# Ok What Is Velo???



## BikerBamBam (Apr 18, 2006)

ok im new to road bikeing but not new to biking, i mountain bike quite a bit and i have never heard this term before. but i keep comming across it in all my road bike searchs. so what does VELO mean? is it in refering to a person, or a term? or what?
thanks


----------



## FTF (Aug 5, 2003)

Velo is bicycle in french...


----------



## BikerBamBam (Apr 18, 2006)

*oooooohhhhhhh*

well dont i feel like a dumb a$$


----------



## real stonie (Mar 30, 2006)

http://www.lvvelo.org/


----------



## Howzitbroke (Jun 1, 2005)

Velo is also a Latin root for speed, rapid, or swift and early bikes were called Velocipedes. (Speed-Foot) and the earliest bikes did not have pedals you scooted your feet on the ground to build speed. Velodrome is a combo of the Latin Velo and Drome which is from the Greek word dromos which means "running course" . Yeah I know, hey thanks Cliffy.


----------



## Mr. Versatile (Nov 24, 2005)

Howzitbroke said:


> Velo is also a Latin root for speed, rapid, or swift and early bikes were called Velocipedes. (Speed-Foot) and the earliest bikes did not have pedals you scooted your feet on the ground to build speed.

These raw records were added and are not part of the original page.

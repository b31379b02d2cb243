//! tests/mod.rs
//! Pruebas del servicio; todas usan SQLite en memoria con las migraciones reales.

mod comun;
mod config_tests;
mod entidades_tests;
mod handler_tests;
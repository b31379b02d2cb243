//! handlers/dashboard_handler.rs

use actix_web::web;

use crate::handlers::respuesta::{ok, Respuesta};
use crate::models::permiso_model::PERMISO_DASHBOARD;
use crate::models::sesion_model::SesionUsuario;
use crate::services::dashboard_service::DashboardService;

/// GET /api/dashboard
/// Conteos de registros activos, limitados al cliente de la sesión.
pub async fn resumen_endpoint(
    sesion: SesionUsuario,
    service: web::Data<DashboardService>,
) -> Respuesta {
    sesion.requiere_permiso(PERMISO_DASHBOARD)?;
    let resumen = service.resumen(sesion.alcance_cliente(None)).await?;
    Ok(ok(resumen))
}
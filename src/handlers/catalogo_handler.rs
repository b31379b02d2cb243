//! handlers/catalogo_handler.rs
//! Catálogos por cliente y los productos que contienen.

use actix_web::web;

use crate::handlers::imagen::reemplazar_imagen;
use crate::handlers::respuesta::{creado, mensaje, ok, ApiError, Respuesta};
use crate::models::catalogo_model::{
    Catalogo, CatalogoFiltros, CatalogoForm, PrecioCatalogoForm, ProductoCatalogoForm,
};
use crate::models::comun_model::{CambioEstatus, ImagenPayload, PaginacionQuery};
use crate::models::permiso_model::PERMISO_CATALOGOS;
use crate::models::sesion_model::SesionUsuario;
use crate::services::catalogo_service::CatalogoService;
use crate::services::storage_service::StorageService;

/// Carga el catálogo y valida que la sesión pueda tocarlo
async fn catalogo_de_sesion(
    sesion: &SesionUsuario,
    service: &CatalogoService,
    id: i64,
) -> Result<Catalogo, ApiError> {
    sesion.requiere_permiso(PERMISO_CATALOGOS)?;
    let catalogo = service.obtener(id).await?;
    sesion.verificar_cliente(Some(catalogo.clienteid))?;
    Ok(catalogo)
}

/// GET /api/catalogos
pub async fn listar_catalogos_endpoint(
    sesion: SesionUsuario,
    service: web::Data<CatalogoService>,
    filtros: web::Query<CatalogoFiltros>,
    paginacion: web::Query<PaginacionQuery>,
) -> Respuesta {
    sesion.requiere_permiso(PERMISO_CATALOGOS)?;
    let mut filtros = filtros.into_inner();
    filtros.clienteid = sesion.alcance_cliente(filtros.clienteid);
    Ok(ok(service.listar(&filtros, &paginacion).await?))
}

/// GET /api/catalogos/dropdown?clienteid=
pub async fn dropdown_catalogos_endpoint(
    sesion: SesionUsuario,
    service: web::Data<CatalogoService>,
    filtros: web::Query<CatalogoFiltros>,
) -> Respuesta {
    let alcance = sesion.alcance_cliente(filtros.clienteid);
    Ok(ok(service.dropdown(alcance).await?))
}

/// GET /api/catalogos/{id}
pub async fn obtener_catalogo_endpoint(
    sesion: SesionUsuario,
    service: web::Data<CatalogoService>,
    path: web::Path<i64>,
) -> Respuesta {
    let catalogo = catalogo_de_sesion(&sesion, &service, path.into_inner()).await?;
    Ok(ok(catalogo))
}

/// POST /api/catalogos
pub async fn crear_catalogo_endpoint(
    sesion: SesionUsuario,
    service: web::Data<CatalogoService>,
    req_body: web::Json<CatalogoForm>,
) -> Respuesta {
    sesion.requiere_permiso(PERMISO_CATALOGOS)?;
    sesion.verificar_cliente(Some(req_body.clienteid))?;
    let id = service.crear(req_body.into_inner()).await?;
    Ok(creado(id, "Catálogo creado"))
}

/// PUT /api/catalogos/{id}
pub async fn actualizar_catalogo_endpoint(
    sesion: SesionUsuario,
    service: web::Data<CatalogoService>,
    path: web::Path<i64>,
    req_body: web::Json<CatalogoForm>,
) -> Respuesta {
    let id = path.into_inner();
    catalogo_de_sesion(&sesion, &service, id).await?;
    // Tampoco se puede mover a otro cliente
    sesion.verificar_cliente(Some(req_body.clienteid))?;
    service.actualizar(id, req_body.into_inner()).await?;
    Ok(mensaje("Catálogo actualizado"))
}

/// PATCH /api/catalogos/{id}/estatus
pub async fn estatus_catalogo_endpoint(
    sesion: SesionUsuario,
    service: web::Data<CatalogoService>,
    path: web::Path<i64>,
    req_body: web::Json<CambioEstatus>,
) -> Respuesta {
    let id = path.into_inner();
    catalogo_de_sesion(&sesion, &service, id).await?;
    service.cambiar_estatus(id, req_body.activo).await?;
    Ok(mensaje("Estatus actualizado"))
}

/// DELETE /api/catalogos/{id}
pub async fn eliminar_catalogo_endpoint(
    sesion: SesionUsuario,
    service: web::Data<CatalogoService>,
    path: web::Path<i64>,
) -> Respuesta {
    let id = path.into_inner();
    catalogo_de_sesion(&sesion, &service, id).await?;
    service.eliminar(id).await?;
    Ok(mensaje("Catálogo eliminado"))
}

/// POST /api/catalogos/{id}/imagen
pub async fn imagen_catalogo_endpoint(
    sesion: SesionUsuario,
    service: web::Data<CatalogoService>,
    storage: web::Data<StorageService>,
    path: web::Path<i64>,
    req_body: web::Json<ImagenPayload>,
) -> Respuesta {
    let id = path.into_inner();
    catalogo_de_sesion(&sesion, &service, id).await?;
    reemplazar_imagen(&storage, "catalogos", &req_body, |url| async move {
        service.actualizar_imagen(id, &url).await
    })
    .await
}

/// GET /api/catalogos/{id}/productos
pub async fn productos_catalogo_endpoint(
    sesion: SesionUsuario,
    service: web::Data<CatalogoService>,
    path: web::Path<i64>,
) -> Respuesta {
    let id = path.into_inner();
    catalogo_de_sesion(&sesion, &service, id).await?;
    Ok(ok(service.productos(id).await?))
}

/// POST /api/catalogos/{id}/productos
pub async fn agregar_producto_endpoint(
    sesion: SesionUsuario,
    service: web::Data<CatalogoService>,
    path: web::Path<i64>,
    req_body: web::Json<ProductoCatalogoForm>,
) -> Respuesta {
    let id = path.into_inner();
    catalogo_de_sesion(&sesion, &service, id).await?;
    let nuevo = service.agregar_producto(id, req_body.into_inner()).await?;
    Ok(creado(nuevo, "Producto agregado al catálogo"))
}

/// PUT /api/catalogos/{id}/productos/{productoid}
pub async fn precio_producto_endpoint(
    sesion: SesionUsuario,
    service: web::Data<CatalogoService>,
    path: web::Path<(i64, i64)>,
    req_body: web::Json<PrecioCatalogoForm>,
) -> Respuesta {
    let (id, productoid) = path.into_inner();
    catalogo_de_sesion(&sesion, &service, id).await?;
    service
        .actualizar_precio(id, productoid, req_body.into_inner())
        .await?;
    Ok(mensaje("Precio actualizado"))
}

/// DELETE /api/catalogos/{id}/productos/{productoid}
pub async fn quitar_producto_endpoint(
    sesion: SesionUsuario,
    service: web::Data<CatalogoService>,
    path: web::Path<(i64, i64)>,
) -> Respuesta {
    let (id, productoid) = path.into_inner();
    catalogo_de_sesion(&sesion, &service, id).await?;
    service.quitar_producto(id, productoid).await?;
    Ok(mensaje("Producto removido del catálogo"))
}
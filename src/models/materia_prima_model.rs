//! models/materia_prima_model.rs

use serde::{Deserialize, Serialize};
use sqlx::FromRow;

#[derive(Debug, Clone, Serialize, Deserialize, FromRow)]
pub struct MateriaPrima {
    pub id: i64,
    pub codigo: String,
    pub nombre: String,
    pub unidadmedida: Option<String>,
    pub costo: f64,
    pub factorimportacion: f64,
    /// costo * factorimportacion, calculado al guardar
    pub costoconfactor: f64,
    pub activo: bool,
    pub fechacreacion: String,
    pub fechaactualizacion: String,
}

#[derive(Debug, Clone, Deserialize)]
pub struct MateriaPrimaForm {
    pub codigo: String,
    pub nombre: String,
    pub unidadmedida: Option<String>,
    #[serde(default)]
    pub costo: f64,
    pub factorimportacion: Option<f64>,
}

#[derive(Debug, Clone, Default, Deserialize)]
pub struct MateriaPrimaFiltros {
    pub nombre: Option<String>,
    pub codigo: Option<String>,
    pub activo: Option<bool>,
}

Hey, I've been riding since the early 60's, and I still do that. Is there some kind of better way?


----------



## Becky Thatcher (Jan 4, 2006)

*Wow.*



Howzitbroke said:


> Velo is also a Latin root for speed, rapid, or swift and early bikes were called Velocipedes. (Speed-Foot) and the earliest bikes did not have pedals you scooted your feet on the ground to build speed. Velodrome is a combo of the Latin Velo and Drome which is from the Greek word dromos which means "running course" .


Gee Mr. Clavin, you sure are smart!


----------



## Phaseshift (Mar 21, 2012)

I was wondering what it meant! haha thank you! I know this is an old thread but I had to give thanks


----------



## scottzj (Oct 4, 2010)

Funny you post that, as a team mate of mine ask me the same question today after a training ride. I guess there are a few local teams with deVelo in their name


----------



## spade2you (May 12, 2009)

Zombie thread!!!!!! Kill the walker with a shovel to the head!!!


----------



## Phaseshift (Mar 21, 2012)

spade2you said:


> Zombie thread!!!!!! Kill the walker with a shovel to the head!!!


LOVE LOVE LOVE the WALKING DEAD!!


----------



## Fantino (Jul 30, 2008)

zom·bie (ˈzämbē) noun

1. a corpse said to be revived by witchcraft, especially in certain African and Caribbean religions.
-informal a person who is or appears lifeless, apathetic, or completely unresponsive to their surroundings.
-a computer controlled by another person without the owner’s knowledge and used for sending spam or other illegal or illicit activities. 

2. a cocktail consisting of several kinds of rum, liqueur, and fruit juice.

I'll take "two" please


----------



## BigTex_BMC (Dec 30, 2011)

You could have googled it.


----------



## Dumbod (Dec 31, 2004)

Why would anybody revive a thread from 6 years ago?

More importantly, why would anybody be looking at threads from 6 years ago?


----------